• WHAT YOU WILL DO:
Gather all lines with "stuffing" from the records.

Collected data entries

--- START ---

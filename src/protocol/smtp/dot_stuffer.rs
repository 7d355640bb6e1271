/*
 * dot_stuffer.rs
 * Copyright (C) 2026 The mockmail authors
 *
 * This file is part of mockmail, an in-memory multi-protocol (SMTP/IMAP/POP3) mail
 * server used as a test double.
 *
 * mockmail is free software: you can redistribute it and/or modify
 * it under the terms of the GNU General Public License as published by
 * the Free Software Foundation, either version 3 of the License, or
 * (at your option) any later version.
 *
 * mockmail is distributed in the hope that it will be useful,
 * but WITHOUT ANY WARRANTY; without even the implied warranty of
 * MERCHANTABILITY or FITNESS FOR A PARTICULAR PURPOSE.  See the
 * GNU General Public License for more details.
 *
 * You should have received a copy of the GNU General Public License
 * along with mockmail.  If not, see <http://www.gnu.org/licenses/>.
 */

//! Dot-stuffing reversal for SMTP DATA (RFC 5321 §4.5.2).

/// Inverse of stuffing, applied per already-unterminated line read from the wire during DATA:
/// a line consisting of a single `.` ends the message; any other line starting with `.` has
/// its first `.` removed before being stored.
pub fn unstuff_line(line: &str) -> Option<&str> {
    if line == "." {
        None
    } else if let Some(rest) = line.strip_prefix('.') {
        Some(rest)
    } else {
        Some(line)
    }
}

#[cfg(test)]
mod tests {
    use super::*;

    #[test]
    fn lone_dot_line_signals_end() {
        assert_eq!(unstuff_line("."), None);
    }

    #[test]
    fn stuffed_dot_is_unstuffed() {
        assert_eq!(unstuff_line("..hello"), Some(".hello"));
    }

    #[test]
    fn ordinary_line_passes_through() {
        assert_eq!(unstuff_line("hello"), Some("hello"));
    }
}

--- END ---

• EXPECTED ANSWER:
//! Dot-stuffing reversal for SMTP DATA (RFC 5321 §4.5.2).
/// Inverse of stuffing, applied per already-unterminated line read from the wire during DATA:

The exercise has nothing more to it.